この李琴峰という日本で生まれた台湾人作家の使う日本語が興味深いのです。




李琴峰著、文藝春秋、2021年刊

<出版社>より
【第165回 芥川賞受賞作!】
記憶を失くした少女が流れ着いたのは、ノロが統治し、男女が違う言葉を学ぶ島だったーー。不思議な世界、読む愉楽に満ちた中編小説。

<読む前の大使寸評>
この李琴峰という日本で生まれた台湾人作家の使う日本語が興味深いのです。

<図書館予約:(6/19予約、副本?、予約0)>

rakuten 彼岸花が咲く島


1章の続きあたりを、見てみましょう。
p9~11
<1>
 島の視点を持っているならば、大海原にぽつんと浮かぶ〈島〉は東西に長く、南北に狭く、ガジュマルの葉のような形をしていることがわかる。

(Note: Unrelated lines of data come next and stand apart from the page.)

//! Simulation events and their total order.
//!
//! An [`Event`] is a state change scheduled at a logical instant. The
//! schedule processes events in the order defined here, which is a full
//! tie-break over `(time, patient, kind, resource)`: two events compare
//! equal only when every field matches. That makes equal-time processing
//! reproducible run to run.
//!
//! "Not applicable" patient or resource ids are `None`. `None` sorts
//! before every `Some`, and renders as `-1` in transcripts.
//!
//! # Example
//!
//! ```rust
//! use hospital_des_core::models::event::{Event, EventKind};
//!
//! let visit = Event::new(10, EventKind::DoctorEntrance, Some(5), Some(1));
//! assert_eq!(
//!     visit.to_string(),
//!     "[TIME 10] Event Type: 4, Patient Id: 5, Resource Id: 1"
//! );
//!
//! let later = Event::new(11, EventKind::TriageQueueEntrance, Some(0), None);
//! assert!(visit < later);
//! ```

use crate::core::time::SimTime;
use crate::models::patient::PatientId;
use serde::{Deserialize, Serialize};
use std::cmp::Ordering;
use std::fmt;

/// Index of a triage station or doctor within its resource class.
pub type UnitId = usize;

/// The eight kinds of state change, in ordinal order.
///
/// The declaration order is the tie-break order used by [`Event`]'s `Ord`
/// and the number printed in transcripts.
#[derive(Debug, Clone, Copy, PartialEq, Eq, PartialOrd, Ord, Hash, Serialize, Deserialize)]
pub enum EventKind {
    /// Patient joins the triage queue
    TriageQueueEntrance,
    /// Patient is taken into a triage station
    TriageEntrance,
    /// Patient finishes triage and frees the station
    TriageLeave,
    /// Patient joins the doctor queue at their urgency tier
    DoctorQueueEntrance,
    /// Patient is taken into a doctor's examination
    DoctorEntrance,
    /// Patient leaves the hospital (treated, or unserved when no resource)
    PatientLeaveHospital,
    /// Patience runs out while waiting for triage
    TriageQueueBoringStart,
    /// Patience runs out while waiting for a doctor
    DoctorQueueBoringStart,
}

impl EventKind {
    /// All kinds, in ordinal order
    pub const ALL: [EventKind; 8] = [
        EventKind::TriageQueueEntrance,
        EventKind::TriageEntrance,
        EventKind::TriageLeave,
        EventKind::DoctorQueueEntrance,
        EventKind::DoctorEntrance,
        EventKind::PatientLeaveHospital,
        EventKind::TriageQueueBoringStart,
        EventKind::DoctorQueueBoringStart,
    ];

    /// Numeric code printed in transcripts (0..=7)
    pub fn ordinal(self) -> u8 {
        self as u8
    }

    /// Short name of the kind
    pub fn name(self) -> &'static str {
        match self {
            EventKind::TriageQueueEntrance => "TriageQueueEntrance",
            EventKind::TriageEntrance => "TriageEntrance",
            EventKind::TriageLeave => "TriageLeave",
            EventKind::DoctorQueueEntrance => "DoctorQueueEntrance",
            EventKind::DoctorEntrance => "DoctorEntrance",
            EventKind::PatientLeaveHospital => "PatientLeaveHospital",
            EventKind::TriageQueueBoringStart => "TriageQueueBoringStart",
            EventKind::DoctorQueueBoringStart => "DoctorQueueBoringStart",
        }
    }
}

impl fmt::Display for EventKind {
    fn fmt(&self, f: &mut fmt::Formatter<'_>) -> fmt::Result {
        f.write_str(self.name())
    }
}

/// A state change at a logical instant.
///
/// Fields are private: an event never changes once it has been built.
#[derive(Debug, Clone, Copy, PartialEq, Eq, Hash, Serialize, Deserialize)]
pub struct Event {
    time: SimTime,
    kind: EventKind,
    patient: Option<PatientId>,
    resource: Option<UnitId>,
}

impl Event {
    /// Build an event
    pub fn new(
        time: SimTime,
        kind: EventKind,
        patient: Option<PatientId>,
        resource: Option<UnitId>,
    ) -> Self {
        Self {
            time,
            kind,
            patient,
            resource,
        }
    }

    /// Logical instant the event fires at
    pub fn time(&self) -> SimTime {
        self.time
    }

    /// What kind of state change this is
    pub fn kind(&self) -> EventKind {
        self.kind
    }

    /// Patient the event concerns, if any
    pub fn patient(&self) -> Option<PatientId> {
        self.patient
    }

    /// Triage station or doctor the event concerns, if any
    pub fn resource(&self) -> Option<UnitId> {
        self.resource
    }

    /// Ordering key: time, then patient, then kind, then resource
    fn sort_key(&self) -> (SimTime, Option<PatientId>, EventKind, Option<UnitId>) {
        (self.time, self.patient, self.kind, self.resource)
    }

    /// Line written to the run transcript for this event
    ///
    /// Departures always print resource `-1`, whichever doctor (if any)
    /// served the patient.
    ///
    /// ```rust
    /// use hospital_des_core::models::event::{Event, EventKind};
    ///
    /// let leave = Event::new(12, EventKind::PatientLeaveHospital, Some(3), Some(1));
    /// assert_eq!(
    ///     leave.transcript_line(),
    ///     "[TIME 12] Event Type: 5, Patient Id: 3, Resource Id: -1"
    /// );
    /// ```
    pub fn transcript_line(&self) -> String {
        let resource = match self.kind {
            EventKind::PatientLeaveHospital => None,
            _ => self.resource,
        };
        render_line(self.time, self.kind, self.patient, resource)
    }
}

impl Ord for Event {
    fn cmp(&self, other: &Self) -> Ordering {
        self.sort_key().cmp(&other.sort_key())
    }
}

impl PartialOrd for Event {
    fn partial_cmp(&self, other: &Self) -> Option<Ordering> {
        Some(self.cmp(other))
    }
}

impl fmt::Display for Event {
    fn fmt(&self, f: &mut fmt::Formatter<'_>) -> fmt::Result {
        f.write_str(&render_line(
            self.time,
            self.kind,
            self.patient,
            self.resource,
        ))
    }
}

fn render_line(
    time: SimTime,
    kind: EventKind,
    patient: Option<PatientId>,
    resource: Option<UnitId>,
) -> String {
    format!(
        "[TIME {}] Event Type: {}, Patient Id: {}, Resource Id: {}",
        time,
        kind.ordinal(),
        signed_id(patient),
        signed_id(resource)
    )
}

fn signed_id(id: Option<usize>) -> i64 {
    id.map_or(-1, |id| id as i64)
}

/// Record of processed events, in processing order.
///
/// A thin wrapper around `Vec<Event>` with query helpers.
#[derive(Debug, Clone, Default, PartialEq, Serialize, Deserialize)]
#[serde(transparent)]
pub struct EventLog {
    events: Vec<Event>,
}

impl EventLog {
    /// Create an empty log
    pub fn new() -> Self {
        Self { events: Vec::new() }
    }

    /// Append a processed event
    pub fn log(&mut self, event: Event) {
        self.events.push(event);
    }

    /// Number of events logged
    pub fn len(&self) -> usize {
        self.events.len()
    }

    /// Check if the log is empty
    pub fn is_empty(&self) -> bool {
        self.events.is_empty()
    }

    /// All events, in processing order
    pub fn events(&self) -> &[Event] {
        &self.events
    }

    /// Events processed at a given instant
    pub fn events_at(&self, time: SimTime) -> Vec<&Event> {
        self.events.iter().filter(|e| e.time() == time).collect()
    }

    /// Events of one kind
    pub fn events_of_kind(&self, kind: EventKind) -> Vec<&Event> {
        self.events.iter().filter(|e| e.kind() == kind).collect()
    }

    /// Events concerning one patient
    pub fn events_for_patient(&self, patient: PatientId) -> Vec<&Event> {
        self.events
            .iter()
            .filter(|e| e.patient() == Some(patient))
            .collect()
    }

    /// Timestamp of the last logged event
    pub fn last_time(&self) -> Option<SimTime> {
        self.events.last().map(Event::time)
    }
}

偶然にも〈島〉は気候が高温多湿で樹木の生育に適しており、全体的にガジュマルやビロウに覆われて鬱蒼としている。

〈島〉の海岸はほとんどが岸壁で、特に最東端の東崎と最西端の西崎ともなると百メートル強の断崖絶壁になる。これらの岩石海岸も植生に覆われており牧場としては最適で、牛や豚、山羊、馬などが飼育されている。砂浜海岸は何ヵ所かしかないが、少女が倒れていた北方の〈北月浜〉がそのうちの一つである。
 〈島〉の周囲は風が強く、特に秋から冬にかけては北向きの卓越風で北方の海が大荒れするので、〈島〉への出入りは主に南西にある〈グソー港〉を使う。空港はもちろんない。曾て空港だったと思われる跡地は、今や赤一面の彼岸花の絨毯に覆われている。

 海岸以外にも、〈島〉は丘陵や山岳が多い。人々は普段山岳地帯には立ち入らないが、山間の平地へ流れる川は灌漑用水として使われ、米、芋、砂糖黍などが植えられる。平地にある田んぼと畑の周りに人々が集まって、三つの集落ができた。一番規模が大きい〈東集落〉、二番目に大きい〈西集落〉と最も小さい〈南集落〉である。千数百万人の島民はこの三つの集落に分散し居住している。

  游娜(ヨナ)が住んでいるのは〈東集落〉である。〈東集落〉は島の北東部に位置し、彼岸花を採りに〈北月浜〉へ出向くのに便利である。少女を発見すると游娜は急いで集落に戻ってオヤを呼び、オヤは車を出して少女を家に運び込んだ。
 布団の中で寝込んだ少女は相変わらず顔色が悪く、弱々しく見えた。オヤは游娜が採ってきた彼岸花の花弁を磨り潰し、水を加えて掻き混ぜてから少女の傷口に塗布した。游娜のオヤは旗魚(かじき)捕りを生業としている女性であり、游娜と一緒に生活している。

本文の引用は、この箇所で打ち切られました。